9La configuration expérimentale de ce workshop n’est pas sans rappeler le « jeu idéal » que Deleuze décrit dans Logique du sens : un jeu dont l’ensemble des règles ne préexiste pas au jeu lui-même, mais découle de son déroulement et varie au fur et à mesure de son invention. Si ce jeu sans règles préexistantes peut sembler impraticable, Deleuze rappelle que cet idéal n’est ni plus ni moins que la réalité de la pensée, c’est-à-dire « ce par quoi la pensée et l’art sont réels, et troublent la réalité, la moralité et l’économie du monde [11]. »

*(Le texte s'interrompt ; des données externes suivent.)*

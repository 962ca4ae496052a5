// Copyright 2026 Phillip Cloud
// Licensed under the Apache License, Version 2.0

use anyhow::{Context, Result, anyhow, bail};
use quadpad_app::Locale;
use serde::Deserialize;
use std::env;
use std::fs;
use std::path::{Path, PathBuf};
use std::time::Duration;
use tracing_subscriber::EnvFilter;

const APP_NAME: &str = "quadpad";
const CONFIG_VERSION: i64 = 1;
const DEFAULT_SOLVER_BASE_URL: &str = "http://127.0.0.1:8000";
const DEFAULT_SOLVER_TIMEOUT: &str = "5s";
const DEFAULT_LISTEN: &str = "127.0.0.1:8000";
const DEFAULT_LOG_LEVEL: &str = "info";

#[derive(Debug, Clone, Deserialize)]
pub struct Config {
    pub version: i64,
    #[serde(default)]
    pub solver: Solver,
    #[serde(default)]
    pub server: Server,
    #[serde(default)]
    pub ui: Ui,
    #[serde(default)]
    pub log: Log,
}

impl Default for Config {
    fn default() -> Self {
        Self {
            version: CONFIG_VERSION,
            solver: Solver::default(),
            server: Server::default(),
            ui: Ui::default(),
            log: Log::default(),
        }
    }
}

#[derive(Debug, Clone, Deserialize)]
pub struct Solver {
    pub base_url: Option<String>,
    pub timeout: Option<String>,
}

impl Default for Solver {
    fn default() -> Self {
        Self {
            base_url: Some(DEFAULT_SOLVER_BASE_URL.to_owned()),
            timeout: Some(DEFAULT_SOLVER_TIMEOUT.to_owned()),
        }
    }
}

#[derive(Debug, Clone, Deserialize)]
pub struct Server {
    pub listen: Option<String>,
}

impl Default for Server {
    fn default() -> Self {
        Self {
            listen: Some(DEFAULT_LISTEN.to_owned()),
        }
    }
}

#[derive(Debug, Clone, Deserialize)]
pub struct Ui {
    pub locale: Option<String>,
}

impl Default for Ui {
    fn default() -> Self {
        Self {
            locale: Some(Locale::En.as_str().to_owned()),
        }
    }
}

#[derive(Debug, Clone, Default, Deserialize)]
pub struct Log {
    pub level: Option<String>,
    pub file: Option<String>,
}

impl Config {
    pub fn default_path() -> Result<PathBuf> {
        if let Some(path) = env::var_os("QUADPAD_CONFIG_PATH") {
            return Ok(PathBuf::from(path));
        }

        let config_root = dirs::config_dir().ok_or_else(|| {
            anyhow!("cannot resolve config directory; set QUADPAD_CONFIG_PATH to the config file")
        })?;

        let app_dir = config_root.join(APP_NAME);
        fs::create_dir_all(&app_dir)
            .with_context(|| format!("create config directory {}", app_dir.display()))?;
        Ok(app_dir.join("config.toml"))
    }

    pub fn load(path: &Path) -> Result<Self> {
        if !path.exists() {
            return Ok(Self::default());
        }

        let raw = fs::read_to_string(path)
            .with_context(|| format!("read config file {}", path.display()))?;
        let value: toml::Value = toml::from_str(&raw)
            .with_context(|| format!("parse TOML config {}", path.display()))?;

        let version = value
            .get("version")
            .and_then(toml::Value::as_integer)
            .ok_or_else(|| {
                anyhow!(
                    "config file {} is not versioned. Add `version = 1` and put values under [solver], [server], [ui], and [log]",
                    path.display()
                )
            })?;

        if version != CONFIG_VERSION {
            bail!(
                "unsupported config version {} in {}; expected version = 1. Regenerate it with `quadpad --print-example-config`",
                version,
                path.display()
            );
        }

        let config: Config = value
            .try_into()
            .with_context(|| format!("decode config {}", path.display()))?;
        config.validate(path)?;
        Ok(config)
    }

    fn validate(&self, path: &Path) -> Result<()> {
        if let Some(base_url) = &self.solver.base_url
            && base_url.trim().is_empty()
        {
            bail!("solver.base_url in {} must not be empty", path.display());
        }

        if let Some(timeout) = &self.solver.timeout {
            let parsed = parse_duration(timeout)?;
            if parsed <= Duration::ZERO {
                bail!(
                    "solver.timeout in {} must be positive, got {}",
                    path.display(),
                    timeout
                );
            }
        }

        if let Some(listen) = &self.server.listen
            && listen.trim().is_empty()
        {
            bail!("server.listen in {} must not be empty", path.display());
        }

        if let Some(locale) = &self.ui.locale
            && Locale::parse(locale).is_none()
        {
            bail!(
                "ui.locale in {} must be \"en\" or \"ru\", got {:?}",
                path.display(),
                locale
            );
        }

        if let Some(level) = &self.log.level {
            EnvFilter::try_new(level).with_context(|| {
                format!(
                    "log.level in {} is not a valid filter (for example \"info\" or \"quadpad_client=debug\")",
                    path.display()
                )
            })?;
        }

        Ok(())
    }

    pub fn solver_base_url(&self) -> &str {
        self.solver
            .base_url
            .as_deref()
            .unwrap_or(DEFAULT_SOLVER_BASE_URL)
            .trim_end_matches('/')
    }

    pub fn solver_timeout(&self) -> Result<Duration> {
        parse_duration(
            self.solver
                .timeout
                .as_deref()
                .unwrap_or(DEFAULT_SOLVER_TIMEOUT),
        )
    }

    pub fn listen_addr(&self) -> &str {
        self.server.listen.as_deref().unwrap_or(DEFAULT_LISTEN)
    }

    pub fn locale(&self) -> Locale {
        self.ui
            .locale
            .as_deref()
            .and_then(Locale::parse)
            .unwrap_or_default()
    }

    pub fn log_level(&self) -> &str {
        self.log.level.as_deref().unwrap_or(DEFAULT_LOG_LEVEL)
    }

    pub fn log_file(&self) -> Option<PathBuf> {
        self.log.file.as_deref().map(PathBuf::from)
    }

    pub fn example_config(path: &Path) -> String {
        format!(
            "# quadpad config\n# Place this file at: {}\n\nversion = 1\n\n[solver]\nbase_url = \"{}\"\ntimeout = \"{}\"\n\n[server]\nlisten = \"{}\"\n\n[ui]\n# en or ru\nlocale = \"en\"\n\n[log]\nlevel = \"{}\"\n# The TUI only logs when a file is set; RUST_LOG overrides level.\n# file = \"/tmp/quadpad.log\"\n",
            path.display(),
            DEFAULT_SOLVER_BASE_URL,
            DEFAULT_SOLVER_TIMEOUT,
            DEFAULT_LISTEN,
            DEFAULT_LOG_LEVEL,
        )
    }
}

fn parse_duration(raw: &str) -> Result<Duration> {
    if let Some(value) = raw.strip_suffix("ms") {
        let millis: u64 = value
            .parse()
            .with_context(|| format!("invalid timeout duration {raw:?}"))?;
        return Ok(Duration::from_millis(millis));
    }
    if let Some(value) = raw.strip_suffix('s') {
        let secs: u64 = value
            .parse()
            .with_context(|| format!("invalid timeout duration {raw:?}"))?;
        return Ok(Duration::from_secs(secs));
    }
    if let Some(value) = raw.strip_suffix('m') {
        let mins: u64 = value
            .parse()
            .with_context(|| format!("invalid timeout duration {raw:?}"))?;
        let secs = mins
            .checked_mul(60)
            .ok_or_else(|| anyhow!("timeout duration {raw:?} is too large"))?;
        return Ok(Duration::from_secs(secs));
    }

    bail!("invalid duration {raw:?}; use one of: <N>ms, <N>s, <N>m (for example 500ms or 5s)")
}

#[cfg(test)]
mod tests {
    use super::{Config, parse_duration};
    use anyhow::Result;
    use quadpad_app::Locale;
    use std::path::PathBuf;
    use std::sync::{Mutex, OnceLock};
    use std::time::Duration;

    fn write_config(content: &str) -> Result<(tempfile::TempDir, PathBuf)> {
        let temp = tempfile::tempdir()?;
        let path = temp.path().join("config.toml");
        std::fs::write(&path, content)?;
        Ok((temp, path))
    }

    fn env_lock() -> std::sync::MutexGuard<'static, ()> {
        static ENV_LOCK: OnceLock<Mutex<()>> = OnceLock::new();
        match ENV_LOCK.get_or_init(|| Mutex::new(())).lock() {
            Ok(guard) => guard,
            Err(poisoned) => poisoned.into_inner(),
        }
    }

    #[test]
    fn missing_config_uses_defaults() -> Result<()> {
        let temp = tempfile::tempdir()?;
        let config = Config::load(&temp.path().join("missing.toml"))?;
        assert_eq!(config.version, 1);
        assert_eq!(config.solver_base_url(), "http://127.0.0.1:8000");
        assert_eq!(config.solver_timeout()?, Duration::from_secs(5));
        assert_eq!(config.listen_addr(), "127.0.0.1:8000");
        assert_eq!(config.locale(), Locale::En);
        assert_eq!(config.log_level(), "info");
        assert_eq!(config.log_file(), None);
        Ok(())
    }

    #[test]
    fn unversioned_config_is_rejected_with_actionable_message() -> Result<()> {
        let (_temp, path) = write_config("[solver]\nbase_url=\"http://localhost:9000\"\n")?;
        let error = Config::load(&path).expect_err("unversioned config should fail");
        let message = error.to_string();
        assert!(message.contains("version = 1"));
        assert!(message.contains("[solver], [server], [ui], and [log]"));
        Ok(())
    }

    #[test]
    fn v1_config_parses() -> Result<()> {
        let (_temp, path) = write_config(
            "version = 1\n[solver]\nbase_url = \"http://solver.local:9000/\"\ntimeout = \"750ms\"\n[server]\nlisten = \"0.0.0.0:9000\"\n[ui]\nlocale = \"ru\"\n[log]\nlevel = \"debug\"\nfile = \"/tmp/quadpad.log\"\n",
        )?;

        let config = Config::load(&path)?;
        assert_eq!(config.solver_base_url(), "http://solver.local:9000");
        assert_eq!(config.solver_timeout()?, Duration::from_millis(750));
        assert_eq!(config.listen_addr(), "0.0.0.0:9000");
        assert_eq!(config.locale(), Locale::Ru);
        assert_eq!(config.log_level(), "debug");
        assert_eq!(config.log_file(), Some(PathBuf::from("/tmp/quadpad.log")));
        Ok(())
    }

    #[test]
    fn malformed_config_returns_parse_error() -> Result<()> {
        let (_temp, path) = write_config("{{not toml")?;
        let error = Config::load(&path).expect_err("malformed config should fail");
        assert!(error.to_string().contains("parse TOML config"));
        Ok(())
    }

    #[test]
    fn unsupported_config_version_is_rejected() -> Result<()> {
        let (_temp, path) = write_config("version = 2\n")?;
        let error = Config::load(&path).expect_err("v2 config should fail");
        assert!(error.to_string().contains("unsupported config version 2"));
        Ok(())
    }

    #[test]
    fn invalid_values_are_rejected() -> Result<()> {
        let cases = [
            ("[solver]\ntimeout = \"0s\"\n", "must be positive"),
            ("[solver]\ntimeout = \"soon\"\n", "invalid duration"),
            ("[solver]\nbase_url = \" \"\n", "must not be empty"),
            ("[server]\nlisten = \"\"\n", "must not be empty"),
            ("[ui]\nlocale = \"de\"\n", "\"en\" or \"ru\""),
            ("[log]\nlevel = \"quadpad=loud\"\n", "not a valid filter"),
        ];
        for (body, expected) in cases {
            let (_temp, path) = write_config(&format!("version = 1\n{body}"))?;
            let error = Config::load(&path).expect_err("invalid value should fail");
            let message = format!("{error:#}");
            assert!(
                message.contains(expected),
                "config {body:?}: expected {expected:?} in {message:?}"
            );
        }
        Ok(())
    }

    #[test]
    fn example_config_round_trips_through_load() -> Result<()> {
        let temp = tempfile::tempdir()?;
        let path = temp.path().join("config.toml");
        std::fs::write(&path, Config::example_config(&path))?;

        let config = Config::load(&path)?;
        assert_eq!(config.solver_base_url(), "http://127.0.0.1:8000");
        assert_eq!(config.locale(), Locale::En);
        Ok(())
    }

    #[test]
    fn default_path_honors_env_override() -> Result<()> {
        let _guard = env_lock();
        let temp = tempfile::tempdir()?;
        let override_path = temp.path().join("custom-config.toml");
        // SAFETY: test-only process-local env mutation.
        unsafe {
            std::env::set_var("QUADPAD_CONFIG_PATH", &override_path);
        }
        let resolved = Config::default_path()?;
        // SAFETY: test cleanup for process-local env mutation.
        unsafe {
            std::env::remove_var("QUADPAD_CONFIG_PATH");
        }
        assert_eq!(resolved, override_path);
        Ok(())
    }

    #[test]
    fn default_path_uses_config_toml_suffix_when_no_env_override() -> Result<()> {
        let _guard = env_lock();
        // SAFETY: test-only process-local env mutation.
        unsafe {
            std::env::remove_var("QUADPAD_CONFIG_PATH");
        }
        let path = Config::default_path()?;
        assert!(path.ends_with("quadpad/config.toml"));
        Ok(())
    }

    #[test]
    fn parse_duration_accepts_supported_units() -> Result<()> {
        assert_eq!(parse_duration("250ms")?, Duration::from_millis(250));
        assert_eq!(parse_duration("3s")?, Duration::from_secs(3));
        assert_eq!(parse_duration("2m")?, Duration::from_secs(120));
        assert!(parse_duration("5h").is_err());
        let error = parse_duration(&format!("{}m", u64::MAX)).expect_err("overflow should fail");
        assert!(error.to_string().contains("too large"));
        Ok(())
    }
}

10Cette autonomie-là, cet ensemble de règles que l’on se donne soi-même, c’est ce qui permet à Thomas Hirschhorn de proposer une situation d’enseignement, de transmission et de partage qui a la puissance de redéfinir le musée lui-même et de repenser son rapport au public. Si l’on pense à Vincennes ou à la création du Collège international de philosophie, à l’idée d’une université ou d’un Collège « sans condition [12] », qui s’adresse à un public « non-exclusif » sans pour autant adhérer à une démarche de vulgarisation, on voit bien comment sa proposition artistique résonne ici avec un certain nombre de situations d’enseignement et de recherche qui ont su participer au travail de définition de l’institution qui les a accueillies.

Notes

  • [1]
    Cf. « Le Bac républicain est mort. Vive le… quoi ? », tribune publiée par Fanny Capel le 3/3/20 dans le journal Le Monde.
  • [2]
  • [3]
    Voir notamment le n° 72 de la Revue Hermès, « L’Artiste, un chercheur pas comme les autres », CNRS éditions, 2015. Et aussi le n° 130 de la revue Culture et recherche, « La Recherche dans les écoles supérieures d’art », hiver 2014-2015.
  • [4]
    « […] la relation enseignante, écrit Barthes, n’est rien de plus que le transfert qu’elle institue ; la “science”, la “méthode”, le “savoir”, l’ “idée” viennent par la bande ; ils sont donnés en plus ; ce sont des restes. » Cf. « Ecrivains, intellectuels, professeurs » publié dans Tel Quel en 1971, réédité dans Œuvres complètes, t. III, Éditions du Seuil, p. 887-907. Sur l’actuelle mutation de la relation enseignante, voir aussi les travaux de Plínio Prado, notamment Le Principe d’université et « L’Université, le soi et le marché contemporain », publié dans L’Humanité (31/12/2009), ainsi que le sous-chapitre « Libéraliser les études » de l’ouvrage déjà cité de C. Granger.
  • [5]
    Sur ce sujet, voir notamment Sarah Abdelnour et Anne Lambert, « “L’entreprise de soi”, un nouveau mode de gestion politique des classes moyennes ? » (2014), mis en ligne sur Cairn.info
  • [6]
    C. Granger, La Destruction de l’université française, Éditions La Fabrique, 2015, p. 174.
  • [7]
    Sur ce sujet, voir l’ouvrage collectif, Derrière les grilles, Sortons du toutévaluation, publié sous la dir. de Barbara Cassin, Éditions Mille et une nuits, 2014. Et aussi le texte brillant de Bertrand Ogilvie, « L’inévaluable » in Le Travail à mort, au temps du capitalisme absolu, Éditions L’Arachnéen, 2017, p. 121-142.
  • [8]
    Voir la lecture spinoziste que Pascal Sévérac fait du Maître Ignorant et, notamment, l’opposition qu’il établit entre des « affects anti-cognitifs », qui déclenchent le sentiment de sa propre impuissance à penser (l’admiration par l’élève de son professeur) et des « affects de la connaissance » qui suscitent la confiance dans l’égale capacité intellectuelle de chacun. Cf. P. Sévérac, « La position du maître : enseigner, abrutir, émanciper » in Rue Descartes n° 71 /2011, p. 102-108.
  • [9]
    Cf. Thomas Hirschhorn, Une volonté de faire, Éd. Macula, 2015.
  • [10]
    À propos de ce projet, voir l’entretien « Conversation between Thomas Hirschhorn and Sandra Guimarães » publié sur le site web de l’artiste : http://www.thomashirschhorn.com. Voir aussi le catalogue publié par le Remai Modern en 2018 Thomas Hirschhorn, What can I learn from you. What can you learn from me. (Critical Workshop).
  • [11]
    G. Deleuze, Logique du sens, Minuit, 1969, p. 76.
  • [12]
    Cf. J. Derrida, L’Université sans condition, Éditions Galilée, 2001. Sur les fondements théoriques du CIPh voir Le Rapport bleu réédité en 2019 dans la collection « Archive » du CIPh par les Presses Universitaires de Paris-Nanterre.